### Task description
For each line of the listing below that contains the string "piped", copy the line.

....................

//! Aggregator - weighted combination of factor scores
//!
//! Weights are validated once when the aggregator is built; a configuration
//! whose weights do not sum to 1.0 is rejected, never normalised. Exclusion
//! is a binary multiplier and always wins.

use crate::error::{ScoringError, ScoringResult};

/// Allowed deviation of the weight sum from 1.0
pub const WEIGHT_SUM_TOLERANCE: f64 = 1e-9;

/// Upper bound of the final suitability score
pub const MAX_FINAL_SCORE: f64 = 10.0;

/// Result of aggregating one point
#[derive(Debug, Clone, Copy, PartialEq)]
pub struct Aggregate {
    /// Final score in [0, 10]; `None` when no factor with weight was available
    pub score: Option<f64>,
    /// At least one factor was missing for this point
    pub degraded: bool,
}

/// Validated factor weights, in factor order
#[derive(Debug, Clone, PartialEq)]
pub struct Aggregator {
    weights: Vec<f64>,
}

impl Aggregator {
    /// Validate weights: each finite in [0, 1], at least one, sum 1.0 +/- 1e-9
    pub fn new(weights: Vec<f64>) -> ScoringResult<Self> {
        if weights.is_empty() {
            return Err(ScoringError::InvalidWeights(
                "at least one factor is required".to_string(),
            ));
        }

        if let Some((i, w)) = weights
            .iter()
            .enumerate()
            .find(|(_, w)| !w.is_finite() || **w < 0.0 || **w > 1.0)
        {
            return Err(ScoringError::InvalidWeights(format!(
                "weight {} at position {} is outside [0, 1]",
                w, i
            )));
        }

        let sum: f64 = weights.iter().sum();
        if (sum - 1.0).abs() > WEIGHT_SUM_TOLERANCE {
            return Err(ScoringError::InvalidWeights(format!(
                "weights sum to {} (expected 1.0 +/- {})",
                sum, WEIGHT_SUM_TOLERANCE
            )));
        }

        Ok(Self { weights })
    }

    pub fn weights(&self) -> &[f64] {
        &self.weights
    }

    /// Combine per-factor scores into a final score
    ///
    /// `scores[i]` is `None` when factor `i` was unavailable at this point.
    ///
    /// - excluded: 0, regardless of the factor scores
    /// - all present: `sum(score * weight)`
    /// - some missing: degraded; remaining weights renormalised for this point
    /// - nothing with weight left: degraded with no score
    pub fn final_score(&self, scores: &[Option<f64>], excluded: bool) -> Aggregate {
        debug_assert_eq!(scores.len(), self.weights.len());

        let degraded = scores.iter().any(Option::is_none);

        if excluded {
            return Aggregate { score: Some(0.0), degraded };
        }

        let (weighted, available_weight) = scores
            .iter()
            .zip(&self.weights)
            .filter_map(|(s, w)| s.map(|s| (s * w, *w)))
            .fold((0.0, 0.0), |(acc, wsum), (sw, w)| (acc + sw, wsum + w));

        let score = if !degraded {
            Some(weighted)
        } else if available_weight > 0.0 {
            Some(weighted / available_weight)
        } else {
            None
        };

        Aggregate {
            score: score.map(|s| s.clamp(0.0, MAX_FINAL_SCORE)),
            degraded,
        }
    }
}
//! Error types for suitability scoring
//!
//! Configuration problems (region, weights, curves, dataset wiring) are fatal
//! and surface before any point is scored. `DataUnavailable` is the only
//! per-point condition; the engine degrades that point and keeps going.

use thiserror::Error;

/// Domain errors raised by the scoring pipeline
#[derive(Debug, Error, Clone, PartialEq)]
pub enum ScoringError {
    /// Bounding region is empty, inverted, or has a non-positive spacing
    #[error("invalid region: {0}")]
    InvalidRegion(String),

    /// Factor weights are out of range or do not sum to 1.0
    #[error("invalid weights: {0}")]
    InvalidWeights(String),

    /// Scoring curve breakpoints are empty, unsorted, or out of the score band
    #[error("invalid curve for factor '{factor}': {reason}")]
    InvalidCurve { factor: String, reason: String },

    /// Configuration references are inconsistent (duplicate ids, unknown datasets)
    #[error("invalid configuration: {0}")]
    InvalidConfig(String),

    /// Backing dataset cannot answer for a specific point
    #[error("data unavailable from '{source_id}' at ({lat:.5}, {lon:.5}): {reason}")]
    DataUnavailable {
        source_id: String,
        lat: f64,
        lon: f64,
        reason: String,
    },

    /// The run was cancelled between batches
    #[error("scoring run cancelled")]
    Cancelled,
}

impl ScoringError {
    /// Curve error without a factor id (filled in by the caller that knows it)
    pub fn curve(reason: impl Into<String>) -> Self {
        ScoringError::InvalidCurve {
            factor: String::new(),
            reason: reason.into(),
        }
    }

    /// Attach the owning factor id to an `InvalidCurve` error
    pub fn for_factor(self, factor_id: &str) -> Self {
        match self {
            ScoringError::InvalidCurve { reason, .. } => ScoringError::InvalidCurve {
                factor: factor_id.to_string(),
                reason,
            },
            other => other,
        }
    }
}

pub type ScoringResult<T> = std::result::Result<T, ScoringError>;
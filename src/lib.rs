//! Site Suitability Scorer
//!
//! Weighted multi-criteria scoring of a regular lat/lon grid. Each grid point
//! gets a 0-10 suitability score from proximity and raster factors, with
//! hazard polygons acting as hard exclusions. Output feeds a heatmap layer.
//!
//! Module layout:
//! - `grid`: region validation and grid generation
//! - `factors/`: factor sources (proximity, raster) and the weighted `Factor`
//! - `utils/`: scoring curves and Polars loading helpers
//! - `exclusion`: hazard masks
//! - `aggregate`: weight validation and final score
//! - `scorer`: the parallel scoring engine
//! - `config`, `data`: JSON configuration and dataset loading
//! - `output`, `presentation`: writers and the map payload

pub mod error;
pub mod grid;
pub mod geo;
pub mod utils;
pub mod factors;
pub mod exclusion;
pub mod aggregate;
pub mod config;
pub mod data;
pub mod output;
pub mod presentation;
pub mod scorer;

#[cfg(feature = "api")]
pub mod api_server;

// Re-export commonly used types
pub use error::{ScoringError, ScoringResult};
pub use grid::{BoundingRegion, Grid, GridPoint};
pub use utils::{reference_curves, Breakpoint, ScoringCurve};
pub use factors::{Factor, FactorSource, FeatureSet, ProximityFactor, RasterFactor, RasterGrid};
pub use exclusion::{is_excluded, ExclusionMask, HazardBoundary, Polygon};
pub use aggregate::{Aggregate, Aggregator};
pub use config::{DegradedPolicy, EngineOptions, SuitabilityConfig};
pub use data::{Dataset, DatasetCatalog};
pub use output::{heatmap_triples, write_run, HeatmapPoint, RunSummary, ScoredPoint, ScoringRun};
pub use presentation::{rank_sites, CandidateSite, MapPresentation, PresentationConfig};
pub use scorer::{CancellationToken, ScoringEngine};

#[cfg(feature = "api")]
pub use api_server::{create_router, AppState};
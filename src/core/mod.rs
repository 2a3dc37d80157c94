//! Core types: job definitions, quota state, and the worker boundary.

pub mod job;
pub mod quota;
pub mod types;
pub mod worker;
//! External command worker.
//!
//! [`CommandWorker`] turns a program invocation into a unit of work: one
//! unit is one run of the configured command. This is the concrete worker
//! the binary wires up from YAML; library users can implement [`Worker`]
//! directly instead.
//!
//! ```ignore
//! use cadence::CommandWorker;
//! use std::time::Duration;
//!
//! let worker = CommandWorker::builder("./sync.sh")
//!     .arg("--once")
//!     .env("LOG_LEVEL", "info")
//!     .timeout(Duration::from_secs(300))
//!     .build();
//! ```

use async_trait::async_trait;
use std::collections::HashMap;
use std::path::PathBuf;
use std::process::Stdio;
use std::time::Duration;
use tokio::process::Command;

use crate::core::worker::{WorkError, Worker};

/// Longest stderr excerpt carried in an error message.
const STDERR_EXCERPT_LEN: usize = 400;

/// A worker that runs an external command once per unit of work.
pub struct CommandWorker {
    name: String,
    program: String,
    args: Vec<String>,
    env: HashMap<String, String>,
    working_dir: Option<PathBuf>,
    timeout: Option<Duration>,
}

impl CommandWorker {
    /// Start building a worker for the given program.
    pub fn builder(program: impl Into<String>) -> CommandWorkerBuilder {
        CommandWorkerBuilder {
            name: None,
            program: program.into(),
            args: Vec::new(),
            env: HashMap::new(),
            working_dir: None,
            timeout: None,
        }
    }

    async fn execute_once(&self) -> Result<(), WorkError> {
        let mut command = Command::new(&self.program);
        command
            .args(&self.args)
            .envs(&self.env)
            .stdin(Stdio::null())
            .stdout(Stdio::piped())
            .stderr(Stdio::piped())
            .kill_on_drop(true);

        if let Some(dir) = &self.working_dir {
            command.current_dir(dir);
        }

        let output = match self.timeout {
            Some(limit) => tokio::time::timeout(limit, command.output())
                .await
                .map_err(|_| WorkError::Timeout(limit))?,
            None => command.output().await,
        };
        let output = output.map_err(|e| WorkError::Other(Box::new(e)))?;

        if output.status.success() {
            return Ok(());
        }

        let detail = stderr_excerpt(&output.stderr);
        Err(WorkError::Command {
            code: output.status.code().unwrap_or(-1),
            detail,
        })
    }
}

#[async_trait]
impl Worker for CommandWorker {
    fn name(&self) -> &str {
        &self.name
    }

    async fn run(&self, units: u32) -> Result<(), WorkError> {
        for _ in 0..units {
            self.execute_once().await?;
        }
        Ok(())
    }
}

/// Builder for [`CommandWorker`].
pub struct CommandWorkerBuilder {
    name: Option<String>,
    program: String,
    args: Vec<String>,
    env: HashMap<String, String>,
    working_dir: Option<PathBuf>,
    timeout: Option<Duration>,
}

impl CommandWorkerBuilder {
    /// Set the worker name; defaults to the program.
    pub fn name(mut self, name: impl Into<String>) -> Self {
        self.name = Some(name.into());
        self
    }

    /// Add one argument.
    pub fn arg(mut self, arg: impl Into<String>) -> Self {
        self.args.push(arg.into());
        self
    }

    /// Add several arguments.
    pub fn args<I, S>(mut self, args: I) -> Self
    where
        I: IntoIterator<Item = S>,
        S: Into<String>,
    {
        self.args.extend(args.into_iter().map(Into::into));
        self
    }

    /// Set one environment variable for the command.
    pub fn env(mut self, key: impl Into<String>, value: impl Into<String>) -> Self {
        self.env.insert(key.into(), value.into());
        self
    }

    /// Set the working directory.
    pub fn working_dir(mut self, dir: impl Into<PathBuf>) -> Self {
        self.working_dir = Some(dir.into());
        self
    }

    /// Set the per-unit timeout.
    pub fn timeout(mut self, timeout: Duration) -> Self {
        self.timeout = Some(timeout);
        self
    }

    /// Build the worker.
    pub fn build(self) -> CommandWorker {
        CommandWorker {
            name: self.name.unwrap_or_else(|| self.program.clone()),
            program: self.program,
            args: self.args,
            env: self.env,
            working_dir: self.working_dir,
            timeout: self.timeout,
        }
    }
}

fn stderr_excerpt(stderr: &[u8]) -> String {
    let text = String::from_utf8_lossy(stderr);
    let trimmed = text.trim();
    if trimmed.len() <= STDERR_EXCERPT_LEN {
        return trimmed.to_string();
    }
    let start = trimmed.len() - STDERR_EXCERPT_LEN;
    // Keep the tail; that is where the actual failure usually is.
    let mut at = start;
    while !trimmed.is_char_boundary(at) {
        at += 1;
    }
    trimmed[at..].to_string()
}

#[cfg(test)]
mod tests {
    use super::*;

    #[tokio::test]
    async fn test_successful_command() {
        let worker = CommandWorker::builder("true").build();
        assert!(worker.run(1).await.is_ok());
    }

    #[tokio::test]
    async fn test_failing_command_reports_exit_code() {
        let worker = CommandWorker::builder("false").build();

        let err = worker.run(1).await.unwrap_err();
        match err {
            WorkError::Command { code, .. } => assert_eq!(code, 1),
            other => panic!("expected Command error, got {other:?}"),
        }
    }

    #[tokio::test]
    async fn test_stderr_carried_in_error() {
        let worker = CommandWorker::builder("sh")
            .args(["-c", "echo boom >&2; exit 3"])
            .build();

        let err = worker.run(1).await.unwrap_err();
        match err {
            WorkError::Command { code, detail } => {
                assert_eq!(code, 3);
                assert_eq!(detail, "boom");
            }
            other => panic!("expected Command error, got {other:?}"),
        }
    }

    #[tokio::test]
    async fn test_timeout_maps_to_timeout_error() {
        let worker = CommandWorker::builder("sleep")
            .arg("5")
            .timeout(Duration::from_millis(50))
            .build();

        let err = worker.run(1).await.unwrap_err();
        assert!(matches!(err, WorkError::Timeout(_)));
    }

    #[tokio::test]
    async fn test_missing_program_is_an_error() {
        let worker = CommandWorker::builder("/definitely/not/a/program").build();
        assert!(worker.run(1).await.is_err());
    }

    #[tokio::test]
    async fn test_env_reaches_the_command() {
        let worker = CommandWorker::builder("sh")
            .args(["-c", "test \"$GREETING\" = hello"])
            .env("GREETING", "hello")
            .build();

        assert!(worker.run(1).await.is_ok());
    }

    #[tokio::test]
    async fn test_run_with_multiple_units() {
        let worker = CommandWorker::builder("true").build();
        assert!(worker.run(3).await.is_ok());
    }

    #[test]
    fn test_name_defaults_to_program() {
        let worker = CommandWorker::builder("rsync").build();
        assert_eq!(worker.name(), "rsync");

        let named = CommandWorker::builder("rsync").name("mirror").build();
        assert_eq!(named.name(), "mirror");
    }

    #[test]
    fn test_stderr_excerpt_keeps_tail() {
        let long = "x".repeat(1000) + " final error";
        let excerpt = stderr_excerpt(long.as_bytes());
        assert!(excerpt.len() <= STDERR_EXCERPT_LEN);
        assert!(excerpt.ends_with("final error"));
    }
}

....................

### Exercise output
            .stdout(Stdio::piped())
            .stderr(Stdio::piped())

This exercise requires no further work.